July 14, 2026
Moon Lake, New Port Richey: The Four Miles of Roses in the Pine Flats
In the 1930s a Clearwater hotel man ringed a Pasco County lake with 35,000 rose bushes and four miles of blooms, and drew Rex Beach and a Vanderbilt to a dude ranch in the pine flats

Between 1934 and 1936, someone bedded 35,000 rose bushes around a lake northeast of New Port Richey — enough to ring the water with four miles of blooms. Alongside them went 11,000 palms, 70,000 amaryllis, 5,000 azaleas, and rare fruit trees and lilies planted in the lagoons to keep something flowering year-round. All of it went into a stretch of Pasco County pine flats that had been a hunting preserve.
The man behind it was Ed Haley, who owned the Fort Harrison Hotel in Clearwater. His Moon Lake Company began developing the property in 1933 — a tract described in the historical marker as a 9,000-acre sportsman's paradise. Haley built the ranch out between 1933 and 1937, and by the time it opened, the grounds around the lodge held a public garden, walkways, a rodeo ring, and a lakeside dance floor big enough to compete with the other Florida garden attractions of the era.
That combination — a working dude ranch with rodeo and hunting, wrapped in an ornamental garden of tens of thousands of flowering plants — was the draw.
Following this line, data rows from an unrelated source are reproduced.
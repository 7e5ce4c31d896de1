use std::sync::Arc;

use railnet_routing::{
    BezierPoint, GraphState, NetworkConfig, QueryError, RailNetwork, Station, TrackSegment, Vec3,
};

fn v(x: f64, z: f64) -> Vec3 {
    Vec3::new(x, 0.0, z)
}

/// Square loop plus a one-point spur, passed through JSON the way a track
/// source hands it over. The east side starts 0.05 off the corner, so it only
/// joins the loop through endpoint merging.
fn square_loop() -> Vec<TrackSegment> {
    let tracks = vec![
        TrackSegment::straight("south", v(0.0, 0.0), v(100.0, 0.0)),
        TrackSegment::straight("east", v(100.05, 0.0), v(100.0, 100.0)),
        TrackSegment::straight("north", v(100.0, 100.0), v(0.0, 100.0)),
        TrackSegment::straight("west", v(0.0, 100.0), v(0.0, 0.0)),
        TrackSegment::new("spur", vec![BezierPoint::linear(v(0.0, 0.0))]),
    ];
    let json = serde_json::to_string(&tracks).expect("serialize tracks");
    serde_json::from_str(&json).expect("valid track json")
}

fn corner_stations() -> Vec<Station> {
    vec![
        Station::new("sw", v(0.0, 0.0)),
        Station::new("se", v(100.0, 0.0)),
        Station::new("ne", v(100.0, 100.0)),
    ]
}

#[tokio::test]
async fn test_background_build_reaches_built() {
    let network = Arc::new(RailNetwork::new(NetworkConfig::default()));

    let handle = network
        .try_build(square_loop(), corner_stations())
        .expect("first build starts");
    let state = handle.await.expect("build task");
    assert_eq!(state, GraphState::Built);
    assert_eq!(network.state(), GraphState::Built);

    let stats = network.build_stats().expect("stats");
    assert_eq!(stats.nodes, 4);
    assert_eq!(stats.edges, 8);
    assert_eq!(stats.skipped_segments, 1);

    // Graph totals: sw-se 100, se-ne 100, sw-ne 200.
    // Straight: 100, 100, 100*sqrt(2).
    let expected = (200.0 + 100.0 * 2f64.sqrt()) / 400.0;
    assert!((network.scaling_factor() - expected).abs() < 1e-3);

    let stations = corner_stations();
    let forward = network.distance_between(&stations[0], &stations[2]).expect("path");
    let backward = network.distance_between(&stations[2], &stations[0]).expect("path");
    assert_eq!(forward, backward);
    assert!((forward - 200.0 * network.scaling_factor()).abs() < 1e-3);
}

#[tokio::test]
async fn test_second_trigger_is_noop() {
    let network = Arc::new(RailNetwork::new(NetworkConfig::default()));

    let first = network.try_build(square_loop(), corner_stations());
    let second = network.try_build(square_loop(), corner_stations());
    assert!(first.is_some());
    assert!(second.is_none());

    first.expect("handle").await.expect("build task");
    assert!(network.try_build(square_loop(), corner_stations()).is_none());
}

#[tokio::test]
async fn test_concurrent_triggers_start_one_build() {
    let network = Arc::new(RailNetwork::new(NetworkConfig::default()));

    let mut triggers = Vec::new();
    for _ in 0..8 {
        let network = Arc::clone(&network);
        triggers.push(tokio::spawn(async move {
            network.try_build(square_loop(), corner_stations())
        }));
    }

    let mut started = Vec::new();
    for trigger in triggers {
        if let Some(handle) = trigger.await.expect("trigger task") {
            started.push(handle);
        }
    }
    assert_eq!(started.len(), 1);

    for handle in started {
        assert_eq!(handle.await.expect("build task"), GraphState::Built);
    }
}

#[tokio::test]
async fn test_clear_allows_rebuild() {
    let network = Arc::new(RailNetwork::new(NetworkConfig::default()));
    network
        .try_build(square_loop(), corner_stations())
        .expect("start")
        .await
        .expect("build task");

    network.clear();
    assert_eq!(network.state(), GraphState::Uninitialized);
    assert!(network.service().is_none());
    assert_eq!(network.scaling_factor(), 1.0);

    let stations = corner_stations();
    assert_eq!(
        network.distance_between(&stations[0], &stations[1]),
        Err(QueryError::Unavailable(GraphState::Uninitialized))
    );

    let state = network
        .try_build(square_loop(), corner_stations())
        .expect("rebuild starts")
        .await
        .expect("build task");
    assert_eq!(state, GraphState::Built);

    // Fresh cycle, fresh caches
    let service = network.service().expect("service");
    assert!(service.pathfinder().traversal_count() > 0);
    assert_eq!(service.nearest_cache().len(), 3);
}

#[tokio::test]
async fn test_unreachable_station_makes_build_faulty() {
    let network = Arc::new(RailNetwork::new(NetworkConfig::default()));
    let mut tracks = square_loop();
    tracks.push(TrackSegment::straight("island", v(1000.0, 1000.0), v(1010.0, 1000.0)));
    let mut stations = corner_stations();
    stations.push(Station::new("far", v(1005.0, 1000.0)));

    let state = network
        .try_build(tracks, stations.clone())
        .expect("start")
        .await
        .expect("build task");
    assert_eq!(state, GraphState::Faulty);
    assert!(network.service().is_none());

    // Queries fall back to the straight line
    let d = network.distance_or_fallback(&stations[0], &stations[2]);
    assert!((d - 100.0 * 2f64.sqrt()).abs() < 1e-9);
}

#[tokio::test]
async fn test_parallel_queries_agree() {
    let network = Arc::new(RailNetwork::new(NetworkConfig {
        precompute_station_distances: false,
        calibrate: false,
        ..NetworkConfig::default()
    }));
    network
        .try_build(square_loop(), corner_stations())
        .expect("start")
        .await
        .expect("build task");

    let mut queries = Vec::new();
    for _ in 0..16 {
        let network = Arc::clone(&network);
        queries.push(tokio::spawn(async move {
            let stations = corner_stations();
            network.distance_between(&stations[1], &stations[0])
        }));
    }

    for query in queries {
        let d = query.await.expect("query task").expect("path");
        assert!((d - 100.0).abs() < 1e-3);
    }
}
This was the 1930s, when garden attractions dotted the state and a resort lived or died on whether it could pull travelers off the road. Haley's answer was scale. Four miles of roses is not a flower bed. It is a landscape rebuilt to be looked at.
The guest list matched the ambition. Rex Beach, the novelist and screenwriter whose adventure stories were turned into films, stayed at Moon Lake. So did Cornelius Vanderbilt Jr. And at one point the Florida Legislature held an informal parley on the grounds — lawmakers gathering at a rose-ringed dude ranch in the Pasco backcountry to talk business away from the capital.
The property carried a nationally known reputation as a game preserve. Accounts put its origins as a hunting operation as early as 1929, before Haley formalized the resort, and describe it as one of the more expansive hunting preserves of its time. What Haley added between 1933 and 1937 turned a place people came to shoot into a place people came to be seen.
None of the roses are there now. The name survives in the ground: Moon Lake is an unincorporated community and census place in Pasco County, with a population of about 4,800 as of the 2020 census, and Moon Lake Road runs through it. The neighborhood that grew up on the old ranch land is called Moon Lake Estates. The Vanderbilt-era resort left its name on the roads and the subdivision and little else you can point to.
The lake itself still behaves the way Florida lakes in this part of the state do. In September 2018, Pasco County closed Moon Lake Park after water levels rose fast enough to alarm homeowners around the shore. That same year, a fifteen-foot-wide sinkhole opened in the Moon Lake area along Pearl Drive, roughly ten feet deep in the backyard of two mobile homes, and four homes evacuated voluntarily. The Southwest Florida Water Management District has published minimum and guidance levels for the lake — the paperwork of a water body that swings between too much and too little.
The community around it has done its own tending. In February 2019, neighbors organized a second Moon Lake cleanup, working through an area that had struggled with illegal dumping and code violations. It was volunteer labor on a lake that once drew a Vanderbilt — the same shoreline, a very different crowd, doing the unglamorous work of hauling out what other people left behind.
The historical marker in New Port Richey now carries the whole arc: a 9,000-acre sportsman's paradise, development begun in 1933 by Ed Haley's Moon Lake Company. It stands where the dude ranch stood, in a landscape that no longer looks like anything a hotel man would plant 35,000 rose bushes across.